Intervention of Pambis Kyritsis, General Secretary of PEO trade union
HEARING ON THE “SOCIO-ECONOMIC SITUATION IN THE EU AND THE MEMORANDA”
ORGANISED BY AKEL, PCP, IU SPAIN IN COO
PERATION WITH GUE/NGL
12th November 2014, European Parliament, Brussels
Dear friends,
Brothers and Sisters,
The capitalist crisis, the dramatic growth in inequalities and the intensification of social contradictions are the main characteristic of the current international socio-economic reality.
Cyprus is one of the Memoranda victims.
Through the Memorandum, a neo-liberal restructuring of the Cyprus economy is being viciously imposed and hence on society too. The main characteristic of this restructure policy is the imposition of cuts in wages, the dismantling of the welfare state, the privatisation of public wealth and property and the destruction of family SME’s to the benefit of big capital.
According to the figures released by the Statistics Bureau and EUROSTAT itself, Cyprus’ GDP will shrink accumulatively by 13% up to next year in comparison to 2012 and went back by a decade.
Unemployment has exceeded 16%, while its qualative characteristics are perhaps the worst throughout the whole of the European Union. Approximately 1 in 2 young people are unemployed and 70% of the unemployed have been without a job for over 6 months.
Wages have registered the biggest decline throughout the EU. The purchasing power of the average wage has gone back to the levels recorded 18 years ago, that is to say, to the levels of 1995.
However, the profits of those big companies who prevail and dominate in conditions of crisis will have increased by 1.4 billion from 2011 up to 2015. This illustrates in practice that the fall in wages doesn’t aim at boosting competitiveness, but in reality is strengthening profitability and the accumulation of capital.
The welfare state has shrunk dramatically. Social benefits have been cut by 127 million Euros in 2014. Pensioners have lost 30% of their income.
The Cyprus government instead of resisting this path in order to protect the society’s cohesion in many cases is even more punishing than the Troika itself. With its “enthusiastic contribution”, Cyprus is falling into a vicious circle of underdevelopment and poverty.
Dear friends,
Under these conditions, the Cypriot trade union movement is indeed on the defence.
The employers are using mass unemployment and people’s insecurity to intensify exploitation and undermine collective agreements.
To a large extent we have managed to protect collective agreements, even though in several sectors that have suffered greatly, such as the construction sector, we have consciously chosen to sign special agreements for a set period with some concessions.
However, we don’t have any illusions. The procedure of deregulation of labour relations is being fed by the objective conditions and is continuously escalating. Employer’s immunity and the exploitation of cheap labour without any rights are increasing relentlessly, especially in those areas where there is no trade union organisation and tradition.

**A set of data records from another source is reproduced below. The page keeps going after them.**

//! The object store capability interface.
//!
//! Every layer of a repository handle implements [`ObjectStore`]: the remote
//! (GitHub or a local git repository), the local cache, the ref cache and the
//! request combiner. Layers wrap each other, so the resolver never knows which
//! of them actually answered.

use std::collections::BTreeMap;

use async_trait::async_trait;
use futures::future::{BoxFuture, FutureExt};

use crate::storage::error::{StorageError, StorageResult};
use crate::storage::types::{EntryMode, GitObject, InvalidNameError, ObjectId, ObjectKind, Tree, TreeEntry};

/// Load/save/ref access to one logical repository.
#[async_trait]
pub trait ObjectStore: Send + Sync {
    /// load an object of the given kind by hash
    async fn load(&self, kind: ObjectKind, id: &ObjectId) -> StorageResult<GitObject>;

    /// store an object, returning its hash
    async fn save(&self, object: &GitObject) -> StorageResult<ObjectId>;

    /// resolve a full ref name (`refs/heads/master`) to the hash it points at
    async fn read_ref(&self, name: &str) -> StorageResult<ObjectId>;

    /// point a ref at a hash, creating it if needed
    async fn update_ref(&self, name: &str, id: &ObjectId) -> StorageResult<ObjectId>;

    /// check whether an object exists
    async fn has_hash(&self, id: &ObjectId) -> StorageResult<bool>;

    /// build a (possibly nested) tree from path entries on top of `base`
    ///
    /// Blobs given inline are saved first, intermediate trees are created as
    /// needed. All writes go through `self.save`, so a layer that caches saved
    /// objects sees every tree this creates.
    async fn create_tree(&self, base: Option<ObjectId>, entries: Vec<PathEntry>) -> StorageResult<ObjectId> {
        let mut root = PendingTree::default();
        for entry in entries {
            let segments: Vec<String> = entry
                .path
                .split('/')
                .filter(|segment| !segment.is_empty())
                .map(str::to_string)
                .collect();
            if segments.is_empty() {
                return Err(StorageError::InvalidName(InvalidNameError::InvalidPath(entry.path)));
            }
            root.insert(&segments, entry.mode, entry.content);
        }
        write_pending(self, base, root).await
    }
}

/// One change for [`ObjectStore::create_tree`].
#[derive(Debug, Clone, PartialEq, Eq)]
pub struct PathEntry {
    pub path: String,
    pub mode: EntryMode,
    pub content: EntryContent,
}

#[derive(Debug, Clone, PartialEq, Eq)]
pub enum EntryContent {
    /// an object that already exists
    Hash(ObjectId),
    /// bytes to save as a new blob
    Blob(Vec<u8>),
    /// drop the entry from the base tree
    Remove,
}

impl PathEntry {
    /// a regular file with inline content
    pub fn blob(path: impl Into<String>, content: impl Into<Vec<u8>>) -> Self {
        Self {
            path: path.into(),
            mode: EntryMode::File,
            content: EntryContent::Blob(content.into()),
        }
    }

    pub fn hash(path: impl Into<String>, mode: EntryMode, id: ObjectId) -> Self {
        Self {
            path: path.into(),
            mode,
            content: EntryContent::Hash(id),
        }
    }

    pub fn remove(path: impl Into<String>) -> Self {
        Self {
            path: path.into(),
            mode: EntryMode::File,
            content: EntryContent::Remove,
        }
    }
}

#[derive(Default)]
struct PendingTree {
    leaves: BTreeMap<String, (EntryMode, EntryContent)>,
    subtrees: BTreeMap<String, PendingTree>,
}

impl PendingTree {
    fn insert(&mut self, segments: &[String], mode: EntryMode, content: EntryContent) {
        match segments {
            [name] => {
                self.leaves.insert(name.clone(), (mode, content));
            }
            [dir, rest @ ..] => self
                .subtrees
                .entry(dir.clone())
                .or_default()
                .insert(rest, mode, content),
            [] => {}
        }
    }
}

fn write_pending<'a, S>(store: &'a S, base: Option<ObjectId>, pending: PendingTree) -> BoxFuture<'a, StorageResult<ObjectId>>
where
    S: ObjectStore + ?Sized,
{
    async move {
        let mut tree = match base {
            Some(id) => store.load(ObjectKind::Tree, &id).await?.into_tree()?,
            None => Tree::new(),
        };

        for (name, subtree) in pending.subtrees {
            let sub_base = tree.subtree(&name).cloned();
            let id = write_pending(store, sub_base, subtree).await?;
            tree.insert(name, TreeEntry::new(EntryMode::Tree, id));
        }

        for (name, (mode, content)) in pending.leaves {
            match content {
                EntryContent::Remove => {
                    tree.remove(&name);
                }
                EntryContent::Hash(id) => {
                    tree.insert(name, TreeEntry::new(mode, id));
                }
                EntryContent::Blob(bytes) => {
                    let id = store.save(&GitObject::Blob(bytes)).await?;
                    tree.insert(name, TreeEntry::new(mode, id));
                }
            }
        }

        store.save(&GitObject::Tree(tree)).await
    }
    .boxed()
}
//! Parsing of collection addresses.
//!
//! Collections live at GitHub-style urls:
//!
//! ```text
//! https://github.com/<owner>/<name>/<collection>
//! https://github.com/<owner>/<name>/tree/<branch>/<collection>
//! ```
//!
//! The collection id is always the last path segment.

use std::sync::LazyLock;

use regex::Regex;

use crate::storage::RepoId;

static REPO_PATTERN: LazyLock<Regex> = LazyLock::new(|| {
    Regex::new(r"https://github\.com/(.+?/.+?)/").expect("repo pattern compiles")
});

static BRANCH_PATTERN: LazyLock<Regex> = LazyLock::new(|| {
    Regex::new(r"https://github\.com/.+?/.+?/tree/(.+?)/").expect("branch pattern compiles")
});

/// `owner/name` named by the address, if any.
pub fn repo_id(url: &str) -> Option<RepoId> {
    let captures = REPO_PATTERN.captures(url)?;
    RepoId::parse(captures.get(1)?.as_str()).ok()
}

/// The branch in a `/tree/<branch>/` address: the first segment after
/// `tree`, so `tree/feature/x/todos` yields `feature`.
pub fn branch(url: &str) -> Option<String> {
    let captures = BRANCH_PATTERN.captures(url)?;
    Some(captures.get(1)?.as_str().to_string())
}

/// The last path segment.
pub fn collection_id(url: &str) -> Option<&str> {
    let path = url.split(['?', '#']).next().unwrap_or(url);
    path.trim_end_matches('/')
        .rsplit('/')
        .next()
        .filter(|segment| !segment.is_empty())
}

This is the reason why in assessing the given conditions as they are evolving we consider it necessary to intensify our assertions for the legislative safeguarding of work. Our goal is the implementation of collective agreements so that they become legally binding for employers.

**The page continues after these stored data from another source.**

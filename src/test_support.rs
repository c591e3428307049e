//! Fixtures shared by the unit tests.

use std::collections::HashMap;
use std::sync::atomic::{AtomicBool, AtomicUsize, Ordering};
use std::sync::Arc;
use std::time::Duration;

use async_trait::async_trait;
use parking_lot::Mutex;
use tempfile::TempDir;

use crate::handle::RemoteConnector;
use crate::storage::{
    Commit, Credential, GitObject, GitStore, ObjectId, ObjectKind, ObjectStore, PathEntry, RepoId, Signature,
    StorageError, StorageResult,
};

/// Create a repository holding `files` committed on `branch`.
pub(crate) async fn seed_repo(branch: &str, files: &[(&str, &str)]) -> (TempDir, GitStore, ObjectId) {
    let dir = TempDir::new().unwrap();
    let store = GitStore::init(dir.path()).unwrap();
    let head = commit_files(&store, branch, files).await;
    (dir, store, head)
}

/// Commit `files` on top of `branch` (or as its first commit) and move the ref.
pub(crate) async fn commit_files(store: &dyn ObjectStore, branch: &str, files: &[(&str, &str)]) -> ObjectId {
    let ref_name = format!("refs/heads/{branch}");
    let parent = store.read_ref(&ref_name).await.ok();
    let base = match &parent {
        Some(parent) => Some(store.load(ObjectKind::Commit, parent).await.unwrap().into_commit().unwrap().tree),
        None => None,
    };

    let entries = files
        .iter()
        .map(|(path, content)| PathEntry::blob(*path, *content))
        .collect();
    let tree = store.create_tree(base, entries).await.unwrap();

    let commit = Commit::new(tree, parent.into_iter().collect(), Signature::gitrecords(), "seed");
    let id = store.save(&GitObject::Commit(commit)).await.unwrap();
    store.update_ref(&ref_name, &id).await.unwrap();
    id
}

/// Pass-through store that counts what reaches it.
pub(crate) struct CountingStore {
    inner: Arc<dyn ObjectStore>,
    loads: Mutex<HashMap<ObjectKind, usize>>,
    ref_reads: AtomicUsize,
    offline: AtomicBool,
    delay: Option<Duration>,
}

impl CountingStore {
    pub(crate) fn new(inner: impl ObjectStore + 'static) -> Self {
        Self {
            inner: Arc::new(inner),
            loads: Mutex::new(HashMap::new()),
            ref_reads: AtomicUsize::new(0),
            offline: AtomicBool::new(false),
            delay: None,
        }
    }

    /// slow every load down, so concurrent callers overlap
    pub(crate) fn with_delay(mut self, delay: Duration) -> Self {
        self.delay = Some(delay);
        self
    }

    /// make every call fail like an unreachable remote
    pub(crate) fn set_offline(&self, offline: bool) {
        self.offline.store(offline, Ordering::SeqCst);
    }

    pub(crate) fn loads(&self, kind: ObjectKind) -> usize {
        self.loads.lock().get(&kind).copied().unwrap_or(0)
    }

    pub(crate) fn total_loads(&self) -> usize {
        self.loads.lock().values().sum()
    }

    pub(crate) fn ref_reads(&self) -> usize {
        self.ref_reads.load(Ordering::SeqCst)
    }

    fn check_online(&self) -> StorageResult<()> {
        if self.offline.load(Ordering::SeqCst) {
            return Err(StorageError::Transport("connection refused".into()));
        }
        Ok(())
    }
}

#[async_trait]
impl ObjectStore for CountingStore {
    async fn load(&self, kind: ObjectKind, id: &ObjectId) -> StorageResult<GitObject> {
        *self.loads.lock().entry(kind).or_default() += 1;
        if let Some(delay) = self.delay {
            tokio::time::sleep(delay).await;
        }
        self.check_online()?;
        self.inner.load(kind, id).await
    }

    async fn save(&self, object: &GitObject) -> StorageResult<ObjectId> {
        self.check_online()?;
        self.inner.save(object).await
    }

    async fn read_ref(&self, name: &str) -> StorageResult<ObjectId> {
        self.ref_reads.fetch_add(1, Ordering::SeqCst);
        self.check_online()?;
        self.inner.read_ref(name).await
    }

    async fn update_ref(&self, name: &str, id: &ObjectId) -> StorageResult<ObjectId> {
        self.check_online()?;
        self.inner.update_ref(name, id).await
    }

    async fn has_hash(&self, id: &ObjectId) -> StorageResult<bool> {
        self.check_online()?;
        self.inner.has_hash(id).await
    }
}

/// Connector that hands out one fixed store and counts connections.
pub(crate) struct StaticConnector {
    store: Arc<dyn ObjectStore>,
    connects: AtomicUsize,
}

impl StaticConnector {
    pub(crate) fn new(store: Arc<dyn ObjectStore>) -> Self {
        Self {
            store,
            connects: AtomicUsize::new(0),
        }
    }

    pub(crate) fn connects(&self) -> usize {
        self.connects.load(Ordering::SeqCst)
    }
}

impl RemoteConnector for StaticConnector {
    fn connect(&self, _repo: &RepoId, _credential: &Credential) -> StorageResult<Arc<dyn ObjectStore>> {
        self.connects.fetch_add(1, Ordering::SeqCst);
        Ok(Arc::clone(&self.store))
    }
}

Our actions are focused naturally on organising the reaction and resistance of the people against the neo-liberal recipes. In cooperation with 20 other trade union and social organisations we have established a striking platform which has organised mass mobilisations of unprecedented numbers, forging a bulwark of resistance to anti-worker policies. Without doubt this bulwark would have been even more powerful had the whole of the trade union movement of the country participated in this platform.
In our view the policy that has always been cultivated by the European Trade Union Confederation (ETUC) in Europe has to a great extent distanced itself from the real issues set by the brutal neoliberal restructuring, given that on many occasions it operated and functioned as a force legitimizing these very policies and glorifying them among the working class.

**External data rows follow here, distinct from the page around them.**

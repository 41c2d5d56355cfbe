// Hard-coded sample datasets standing in for an external data source.

use crate::model::{Bike, Genre, Movie, Student};
use eyre::Result;

fn student(
    name: &str,
    gpa: f64,
    notebooks: u32,
    activities: &[&str],
    bike: Option<Bike>,
) -> Student {
    Student {
        name: name.to_owned(),
        gpa,
        notebooks,
        activities: activities.iter().map(|&a| a.to_owned()).collect(),
        bike,
    }
}

fn bike(model: &str) -> Option<Bike> {
    Some(Bike {
        model: Some(model.to_owned()),
    })
}

pub fn students() -> Vec<Student> {
    vec![
        student(
            "Adam",
            2.1,
            4,
            &["swimming", "basketball", "volleyball"],
            None,
        ),
        student("Jenny", 3.8, 3, &["swimming", "dancing"], bike("BMX")),
        student(
            "Emily",
            4.0,
            2,
            &["swimming", "gymnastics", "aerobics"],
            bike("Canyon"),
        ),
        student(
            "Dave",
            3.9,
            1,
            &["swimming", "football"],
            Some(Bike { model: None }),
        ),
        student("Mike", 3.2, 2, &["basketball"], None),
    ]
}

pub fn movies() -> Result<Vec<Movie>> {
    Ok(vec![
        Movie::new("The Godfather", Genre::Drama, 1972, 9.2, 175)?,
        Movie::new("The Shawshank Redemption", Genre::Drama, 1994, 9.3, 142)?,
        Movie::new("Pulp Fiction", Genre::Drama, 1994, 8.9, 154)?,
        Movie::new("The Dark Knight", Genre::Action, 2008, 9.0, 152)?,
        Movie::new("Schindler's List", Genre::Drama, 1993, 9.0, 195)?,
        Movie::new("Forrest Gump", Genre::Drama, 1994, 8.8, 142)?,
        Movie::new("Inception", Genre::ScienceFiction, 2010, 8.8, 148)?,
        Movie::new("The Matrix", Genre::ScienceFiction, 1999, 8.7, 136)?,
        Movie::new("Goodfellas", Genre::Drama, 1990, 8.7, 146)?,
        Movie::new("Star Wars: A New Hope", Genre::ScienceFiction, 1977, 8.6, 121)?,
        Movie::new("Casablanca", Genre::Romance, 1942, 8.5, 102)?,
        Movie::new("Citizen Kane", Genre::Drama, 1941, 8.3, 119)?,
    ])
}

PEO remains an active member of the World Federation of Trade Unions (WFTU) and is working to rally again around it the progressive and class-orientated trade unions.
Solidarity on a European level, transferring the struggle also to decision-making centres and the all-European coordination of the progressive class-orientated forces is necessary.
Dear friends,
In concluding my brief intervention, permit me to point out something.
Trade unions today need the Left as never before. However, the Left too needs the trade union movement. The respect of its organisational autonomy is one thing and the cultivation of views in support of trade unions without a clear class and ideological orientation is something else. The real autonomy of trade unions is threatened mainly by the influences from and dependencies on capital and the ruling class.
Despite the difficulties and problems, we are not pessimistic. We believe in the force of the working people.
Allow me to reassure you all that PEO will be consistent and steadfast on this path until the end.